From Biot-Savart's law, the magnetic field ( $\large{\overrightarrow{B}}$ ) at a distance ' $r$ ' due to a current carrying conductor carrying current ' $I$ ' is given by

$\large{\overrightarrow{B} = \dfrac{\mu_{0}I}{4 \pi}} \int \dfrac{\overrightarrow{dl} \times \hat{r}}{r^{2}}}$

where ' $\overrightarrow{dl}$ ' is an elemental length along the direction of the current flow through the conductor.

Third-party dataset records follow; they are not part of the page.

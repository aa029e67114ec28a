use serde::{Deserialize, Serialize};

/// Geographic point in degrees.
#[derive(Debug, Clone, Copy, PartialEq, Serialize, Deserialize)]
pub struct Coordinate {
    pub latitude: f64,
    pub longitude: f64,
}

impl Coordinate {
    pub fn new(latitude: f64, longitude: f64) -> Self {
        Self {
            latitude,
            longitude,
        }
    }

    /// Builds a coordinate from the `[lon, lat]` pair used by the fire-data
    /// and geocoding services.
    pub fn from_lon_lat(pair: [f64; 2]) -> Self {
        Self::new(pair[1], pair[0])
    }

    pub fn to_lon_lat(self) -> [f64; 2] {
        [self.longitude, self.latitude]
    }
}

/// Serde adapter for coordinates encoded as `[lon, lat]` arrays.
pub mod lon_lat {
    use super::Coordinate;
    use serde::{Deserialize, Deserializer, Serialize, Serializer};

    pub fn serialize<S>(coordinate: &Coordinate, serializer: S) -> Result<S::Ok, S::Error>
    where
        S: Serializer,
    {
        coordinate.to_lon_lat().serialize(serializer)
    }

    pub fn deserialize<'de, D>(deserializer: D) -> Result<Coordinate, D::Error>
    where
        D: Deserializer<'de>,
    {
        let pair = <[f64; 2]>::deserialize(deserializer)?;
        Ok(Coordinate::from_lon_lat(pair))
    }
}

Using this law, the magnetic field due to straight current carrying conductor having current ' $I$ ', at a distance ' $d$ ' is given by

$\large{\overrightarrow{B}} = \dfrac{\mu_{0}I}{2 \pi d}$

According to the figure if ' $I_{t}$ ' be the current carried by the top wire, ' $I_{b}$ ' be the current carried by the bottom wire and ' $2d$ ' be the distance between them, then the direction of the magnetic field at 'P', which is midway between them, will be perpendicular towards the plane of the screen, shown by the $\bigotimes$ symbol and that due to the bottom wire at 'P' will be perpendicular away from the plane of the screen, shown by $\bigodot$ symbol.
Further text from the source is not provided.